The goals of the Class to Career workshops were to share educational and professional information on various topics and to provide a space for students to talk about their experiences and concerns about their job search process. The workshop series spanned 12 weeks and covered a new topic each week concerning both current students and alumni.
Rooted in connection
Kara Johnson, the career development manager for the College of Health and Human Sciences, said the workshops were intended to provide a broad overview on topics that frequently come up in career development conversations. More importantly, Johnson sought to drive conversation and acquaintanceship among workshop participants, which calls back to her passion to help others.
“Like many others, I’ve always had a desire to help, but it took me a while to figure out exactly how I wanted to help,” Johnson said. “After a lot of soul searching, exploration, and some happy accidents, I found my niche with career counseling because it allows me to work with people on an individual level and support them through really important life decisions.”
The workshops’ topics covered everything from career planning and goal setting, to job searching during the pandemic, to salary negotiation. Johnson and her team designed the workshop schedule so each week would serve as a standalone session, recognizing that most people wouldn’t be able to attend every session. However, there are themes that tie each workshop together – one of which is shared experience and community.
The pandemic brought unique challenges and circumstances for many students, and it especially impacted networking opportunities that would have otherwise been in-person. These workshops went beyond solely giving students resources and information, and instead provided them the opportunity to network with one another around the shared experience of job searching during a pandemic and the uncertainty that comes with it.
These connections provide a sense of hope and courage for students to take command of their situation and pursue their career and life goals.
“These workshops transcend majors and disciplines.

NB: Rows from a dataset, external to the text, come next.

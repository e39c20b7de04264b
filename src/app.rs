use std::io::Write;

use serde::Serialize;
use tracing::info;

use crate::bulk::{BulkLoadOptions, BulkLoader, LoadReport};
use crate::catalog::{CatalogClient, CatalogResolver};
use crate::config::{DEFAULT_CRS, Settings};
use crate::db::Database;
use crate::domain::{Bounds, DatasetName, ObjectName, TableRef};
use crate::error::BcdataError;
use crate::fetch::FetchExecutor;
use crate::loader::{LoadOptions, Loader};
use crate::planner::{FeatureQuery, Filter, RequestPlan, RequestPlanner};
use crate::wfs::{FeatureType, WfsClient};

#[derive(Debug, Clone, Default)]
pub struct QueryOptions {
    pub query: Option<String>,
    pub bounds: Option<String>,
    pub bounds_crs: Option<String>,
    pub crs: Option<String>,
    pub pagesize: Option<u64>,
    pub sortby: Option<String>,
}

impl QueryOptions {
    pub fn validate(&self) -> Result<Option<Bounds>, BcdataError> {
        if self.pagesize == Some(0) {
            return Err(BcdataError::validation("pagesize", "must be greater than zero"));
        }
        self.bounds.as_deref().map(str::parse::<Bounds>).transpose()
    }
}

#[derive(Debug, Clone, Default)]
pub struct Bc2pgOptions {
    pub schema: Option<String>,
    pub table: Option<String>,
    pub workers: Option<usize>,
    pub fid: Option<String>,
    pub dim: Option<u8>,
}

impl Bc2pgOptions {
    pub fn validate(&self) -> Result<(), BcdataError> {
        if let Some(dim) = self.dim {
            if !matches!(dim, 2 | 3) {
                return Err(BcdataError::validation("dim", format!("{dim} is not 2 or 3")));
            }
        }
        if self.workers == Some(0) {
            return Err(BcdataError::validation("workers", "must be greater than zero"));
        }
        Ok(())
    }
}

#[derive(Debug, Clone, Serialize)]
pub struct ListResult {
    pub datasets: Vec<String>,
}

#[derive(Debug, Clone, Serialize)]
pub struct InfoResult {
    pub name: String,
    pub count: u64,
    pub geometry_column: Option<String>,
    pub schema: FeatureType,
}

#[derive(Debug, Clone, Serialize)]
pub struct DumpResult {
    pub name: String,
    pub pages: usize,
    pub features: u64,
}

pub struct App<C: CatalogClient, W: WfsClient> {
    settings: Settings,
    resolver: CatalogResolver<C>,
    wfs: W,
}

impl<C: CatalogClient, W: WfsClient> App<C, W> {
    pub fn new(settings: Settings, resolver: CatalogResolver<C>, wfs: W) -> Self {
        Self {
            settings,
            resolver,
            wfs,
        }
    }

    pub fn settings(&self) -> &Settings {
        &self.settings
    }

    pub fn list(&self, refresh: bool) -> Result<ListResult, BcdataError> {
        let datasets = self
            .resolver
            .list(refresh)?
            .into_iter()
            .map(|name| name.to_string())
            .collect();
        Ok(ListResult { datasets })
    }

    pub fn resolve(&self, dataset: &str) -> Result<ObjectName, BcdataError> {
        let name: DatasetName = dataset.parse()?;
        self.resolver.resolve(&name)
    }

    pub fn count(&self, dataset: &str) -> Result<u64, BcdataError> {
        let object_name = self.resolve(dataset)?;
        self.hits(object_name)
    }

    pub fn info(&self, dataset: &str) -> Result<InfoResult, BcdataError> {
        let object_name = self.resolve(dataset)?;
        let count = self.hits(object_name.clone())?;
        let schema = self.wfs.describe(&object_name)?;
        Ok(InfoResult {
            name: object_name.to_string(),
            count,
            geometry_column: schema.geometry_column().map(str::to_string),
            schema,
        })
    }

    fn hits(&self, object_name: ObjectName) -> Result<u64, BcdataError> {
        let query = self.feature_query(object_name.clone(), &QueryOptions::default(), None);
        self.wfs.hits(&object_name, &Filter::new(&query, None)?)
    }

    pub fn plan(&self, dataset: &str, options: &QueryOptions) -> Result<RequestPlan, BcdataError> {
        let name: DatasetName = dataset.parse()?;
        let bounds = options.validate()?;
        let pagesize = options.pagesize.unwrap_or(self.settings.pagesize);
        let object_name = self.resolver.resolve(&name)?;
        let query = self.feature_query(object_name, options, bounds);
        RequestPlanner::new(&self.wfs).plan(&query, pagesize)
    }

    pub fn dump(
        &self,
        dataset: &str,
        options: &QueryOptions,
        stream: bool,
        mut out: impl Write,
    ) -> Result<DumpResult, BcdataError> {
        let plan = self.plan(dataset, options)?;
        let name = plan.pages()[0].object_name.to_string();
        let executor = FetchExecutor::new(&self.wfs);
        let write_err = |err: std::io::Error| BcdataError::Filesystem(err.to_string());

        let features = if stream {
            let mut written = 0u64;
            for page in plan.pages() {
                for feature in executor.stream(page)? {
                    serde_json::to_writer(&mut out, &feature?)
                        .map_err(|err| BcdataError::Filesystem(err.to_string()))?;
                    out.write_all(b"\n").map_err(write_err)?;
                    written += 1;
                }
            }
            written
        } else {
            let collection = executor.fetch_all(&plan)?;
            serde_json::to_writer(&mut out, &collection)
                .map_err(|err| BcdataError::Filesystem(err.to_string()))?;
            out.write_all(b"\n").map_err(write_err)?;
            collection.len() as u64
        };
        out.flush().map_err(write_err)?;

        info!(name = %name, features, "dump complete");
        Ok(DumpResult {
            name,
            pages: plan.pages().len(),
            features,
        })
    }

    pub fn bc2pg<L: Loader, D: Database>(
        &self,
        dataset: &str,
        options: &QueryOptions,
        load: &Bc2pgOptions,
        loader: &L,
        db: &D,
    ) -> Result<LoadReport, BcdataError> {
        load.validate()?;
        let workers = load.workers.unwrap_or(self.settings.workers);

        let plan = self.plan(dataset, options)?;
        let destination = destination_table(&plan.pages()[0].object_name, load);
        let options = BulkLoadOptions {
            workers,
            load: LoadOptions {
                crs: self.output_crs(options),
                dim: load.dim,
                fid: load.fid.clone(),
                ..LoadOptions::default()
            },
            ..BulkLoadOptions::default()
        };
        BulkLoader::new(loader, db, &self.settings.wfs_url).load(&plan, &destination, &options)
    }

    fn output_crs(&self, options: &QueryOptions) -> String {
        options
            .crs
            .clone()
            .unwrap_or_else(|| self.settings.crs.clone())
    }

    fn feature_query(
        &self,
        object_name: ObjectName,
        options: &QueryOptions,
        bounds: Option<Bounds>,
    ) -> FeatureQuery {
        FeatureQuery {
            object_name,
            cql_filter: options.query.clone().filter(|query| !query.trim().is_empty()),
            bounds,
            bounds_crs: options
                .bounds_crs
                .clone()
                .unwrap_or_else(|| DEFAULT_CRS.to_string()),
            crs: self.output_crs(options),
            sortby: options.sortby.clone(),
        }
    }
}

pub fn destination_table(object_name: &ObjectName, load: &Bc2pgOptions) -> TableRef {
    let default = object_name.to_table_ref();
    TableRef::new(
        load.schema
            .as_deref()
            .map(str::to_lowercase)
            .unwrap_or(default.schema),
        load.table
            .as_deref()
            .map(str::to_lowercase)
            .unwrap_or(default.table),
    )
}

So, whether someone is a third-year interior architecture and design student, or a master’s student in education, the information is applicable.” Johnson said. “Of course, each person is going to have their own unique circumstances and considerations, so we used these workshops as a starting point, and we welcome folks to follow up with us for more individualized support.”
Aiding Johnson in the support of the College’s students and alumni are career advocates Cai Hopkins, a School of Social Work master’s student, and Olivia Palizzi, a senior in the Department of Human Development and Family Studies.
Faced with similar circumstances as their fellow Rams, the students provided a perspective that closely related to workshop participants.
“I feel it is vital to provide opportunities to connect with students to provide resources, offer encouragement, and support their unique journeys,” Hopkins said. “That’s why we took an intentional look this past year at all the ways we could support students – not just through individual appointments but also in group settings like the workshops so students could learn from each other and feel as though they weren’t alone.”
There are many resources that CSU offers in terms of career services, but many students may not realize it. The Class to Career workshops reassured students that there is no need to experience isolation during the career-building process.
“As a career advocate for the college, I am often struggling with the same anxieties that students bring up in our workshops,” Palizzi said.
Through empathy and guided advice, Johnson and her team of career advocates connected with the students who attended the workshops, passing along the information to help them in their professional journeys. The process of career counseling is one of mutual benefit – when Johnson, Hopkins, and Palizzi help others fulfill their goals, they are then fulfilled as well.
“I had one student who I had met with for a mock interview surprise me at a workshop saying she had been offered an internship! Her excitement was contagious, and I think back to that moment often,” Palizzi said. “Everyone has the capacity to succeed, but support from people who believe in you can make all the difference.”